=== TO DO ===
Read the lines below, and copy any that contain the string "first".

=== EXERCISE MATERIAL ===

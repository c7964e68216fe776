// ABOUTME: Integration tests for multi-day plan assembly
// ABOUTME: Covers dietary filters, per-day and summary totals, and registered menu reuse
//
// SPDX-License-Identifier: MIT OR Apache-2.0
// Copyright (c) 2025 Pierre Fitness Intelligence

#![allow(clippy::unwrap_used, clippy::expect_used, clippy::panic)]
#![allow(missing_docs)]

mod common;

use meal_planner_mcp_server::config::MealPlannerConfig;
use meal_planner_mcp_server::intelligence::{FoodTable, PlanAssembler, PlanRequest};
use meal_planner_mcp_server::models::{MealPlan, MealType, NutritionFacts};

fn request(days: u32, daily_calories: f64) -> PlanRequest {
    PlanRequest {
        days,
        daily_calories,
        vegetarian: false,
        exclude_ingredients: Vec::new(),
    }
}

fn food_name(line: &str) -> &str {
    line.split_once("g ").map(|(_, name)| name).unwrap()
}

fn meal_names(plan: &MealPlan, meal_type: MealType) -> Vec<String> {
    plan.days
        .iter()
        .flat_map(|day| day.meals())
        .filter(|meal| meal.meal_type == meal_type)
        .map(|meal| meal.name.clone())
        .collect()
}

#[test]
fn test_vegetarian_plan_without_fish() {
    let table = FoodTable::standard();
    let config = MealPlannerConfig::default();
    let assembler = PlanAssembler::new(&table, &config);
    let plan_request = PlanRequest {
        vegetarian: true,
        exclude_ingredients: vec!["fish".to_owned()],
        ..request(3, 1800.0)
    };

    let plan = assembler
        .build_plan(&plan_request, &mut common::seeded_rng())
        .unwrap();

    assert_eq!(plan.days.len(), 3);
    assert_eq!(plan.summary.total_days, 3);
    for (index, day) in plan.days.iter().enumerate() {
        assert_eq!(day.day as usize, index + 1);
        assert!(day.snack.is_some());
        assert_eq!(day.meals().count(), 4);
        for meal in day.meals() {
            for line in &meal.ingredients {
                assert!(!line.contains("fish"), "{line}");
                let food = table.lookup(food_name(line)).unwrap();
                assert!(food.is_vegetarian, "{line}");
            }
        }
    }
}

#[test]
fn test_slot_order_and_types() {
    let table = FoodTable::standard();
    let config = MealPlannerConfig::default();
    let assembler = PlanAssembler::new(&table, &config);

    let plan = assembler
        .build_plan(&request(1, 2000.0), &mut common::seeded_rng())
        .unwrap();
    let types: Vec<MealType> = plan.days[0].meals().map(|meal| meal.meal_type).collect();
    assert_eq!(types, MealType::ALL.to_vec());
}

#[test]
fn test_day_totals_are_sum_of_meals() {
    let table = FoodTable::standard();
    let config = MealPlannerConfig::default();
    let assembler = PlanAssembler::new(&table, &config);

    let plan = assembler
        .build_plan(&request(4, 2200.0), &mut common::seeded_rng())
        .unwrap();

    for day in &plan.days {
        let summed: NutritionFacts = day.meals().map(|meal| meal.total_nutrition).sum();
        assert_eq!(day.total_nutrition, summed);
    }
}

#[test]
fn test_summary_is_rounded_mean() {
    let table = FoodTable::standard();
    let config = MealPlannerConfig::default();
    let assembler = PlanAssembler::new(&table, &config);

    let plan = assembler
        .build_plan(&request(5, 1600.0), &mut common::seeded_rng())
        .unwrap();

    let days = f64::from(plan.summary.total_days);
    let mean = |field: fn(&NutritionFacts) -> f64| {
        (plan
            .days
            .iter()
            .map(|day| field(&day.total_nutrition))
            .sum::<f64>()
            / days)
            .round()
    };
    assert!((plan.summary.avg_daily_calories - mean(|n| n.calories)).abs() < f64::EPSILON);
    assert!((plan.summary.avg_daily_protein - mean(|n| n.protein)).abs() < f64::EPSILON);
    assert!((plan.summary.avg_daily_fat - mean(|n| n.fat)).abs() < f64::EPSILON);
    assert!((plan.summary.avg_daily_carbs - mean(|n| n.carbohydrates)).abs() < f64::EPSILON);
}

#[test]
fn test_plan_is_reproducible_with_seed() {
    let table = FoodTable::standard();
    let config = MealPlannerConfig::default();
    let assembler = PlanAssembler::new(&table, &config);
    let plan_request = request(3, 2000.0);

    let first = assembler
        .build_plan(&plan_request, &mut common::seeded_rng())
        .unwrap();
    let second = assembler
        .build_plan_from_menus(&plan_request, None, &mut common::seeded_rng())
        .unwrap();
    assert_eq!(
        serde_json::to_value(&first).unwrap(),
        serde_json::to_value(&second).unwrap()
    );
}

#[test]
fn test_registered_menu_fills_matching_slot() {
    let table = FoodTable::standard();
    let config = MealPlannerConfig::default();
    let assembler = PlanAssembler::new(&table, &config);
    let (_dir, mut store) = common::temp_store();
    let oats = store.register(common::protein_oats()).unwrap();

    // Breakfast slot: 1800 * 0.25 = 450, headroom 540 >= 350
    let plan = assembler
        .build_plan_from_menus(&request(3, 1800.0), Some(&store), &mut common::seeded_rng())
        .unwrap();

    for day in &plan.days {
        assert_eq!(day.breakfast.name, oats.name);
        assert_eq!(day.breakfast.ingredients, oats.ingredients);
        assert_eq!(day.breakfast.total_nutrition, oats.nutrition);
        // No menu for the other slots, so they are composed
        assert!(day.lunch.name.starts_with("Egg whites with "));
    }
}

#[test]
fn test_menu_over_slot_limit_is_skipped() {
    let table = FoodTable::standard();
    let config = MealPlannerConfig::default();
    let assembler = PlanAssembler::new(&table, &config);
    let (_dir, mut store) = common::temp_store();
    store
        .register(common::registration(
            "Big Breakfast",
            MealType::Breakfast,
            common::nutrition(800.0, 50.0, 10.0),
            &[],
        ))
        .unwrap();

    let plan = assembler
        .build_plan_from_menus(&request(2, 1800.0), Some(&store), &mut common::seeded_rng())
        .unwrap();
    assert!(meal_names(&plan, MealType::Breakfast)
        .iter()
        .all(|name| name != "Big Breakfast"));
}

#[test]
fn test_menu_filtered_by_diet_and_exclusions() {
    let table = FoodTable::standard();
    let config = MealPlannerConfig::default();
    let assembler = PlanAssembler::new(&table, &config);
    let (_dir, mut store) = common::temp_store();
    store
        .register(common::registration(
            "Turkey Wrap",
            MealType::Lunch,
            common::nutrition(400.0, 35.0, 6.0),
            &[],
        ))
        .unwrap();
    store.register(common::protein_oats()).unwrap();

    let vegetarian = PlanRequest {
        vegetarian: true,
        ..request(2, 1800.0)
    };
    let plan = assembler
        .build_plan_from_menus(&vegetarian, Some(&store), &mut common::seeded_rng())
        .unwrap();
    assert!(meal_names(&plan, MealType::Lunch)
        .iter()
        .all(|name| name != "Turkey Wrap"));
    assert!(meal_names(&plan, MealType::Breakfast)
        .iter()
        .all(|name| name == "Protein Oats"));

    let no_yogurt = PlanRequest {
        exclude_ingredients: vec!["Yogurt".to_owned()],
        ..request(2, 1800.0)
    };
    let plan = assembler
        .build_plan_from_menus(&no_yogurt, Some(&store), &mut common::seeded_rng())
        .unwrap();
    assert!(meal_names(&plan, MealType::Breakfast)
        .iter()
        .all(|name| name != "Protein Oats"));
    assert!(meal_names(&plan, MealType::Lunch)
        .iter()
        .all(|name| name == "Turkey Wrap"));
}

#[test]
fn test_menus_vary_across_days_when_several_fit() {
    let table = FoodTable::standard();
    let config = MealPlannerConfig::default();
    let assembler = PlanAssembler::new(&table, &config);
    let (_dir, mut store) = common::temp_store();
    for name in ["Dinner A", "Dinner B", "Dinner C"] {
        store
            .register(common::registration(
                name,
                MealType::Dinner,
                common::nutrition(500.0, 45.0, 8.0),
                &[],
            ))
            .unwrap();
    }

    let plan = assembler
        .build_plan_from_menus(&request(14, 2000.0), Some(&store), &mut common::seeded_rng())
        .unwrap();
    let dinners = meal_names(&plan, MealType::Dinner);
    assert_eq!(dinners.len(), 14);
    assert!(dinners.iter().all(|name| name.starts_with("Dinner ")));
    let first = &dinners[0];
    assert!(dinners.iter().any(|name| name != first));
}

=== EXERCISE ANSWER ===
    let first = assembler
        serde_json::to_value(&first).unwrap(),
    let first = &dinners[0];
    assert!(dinners.iter().any(|name| name != first));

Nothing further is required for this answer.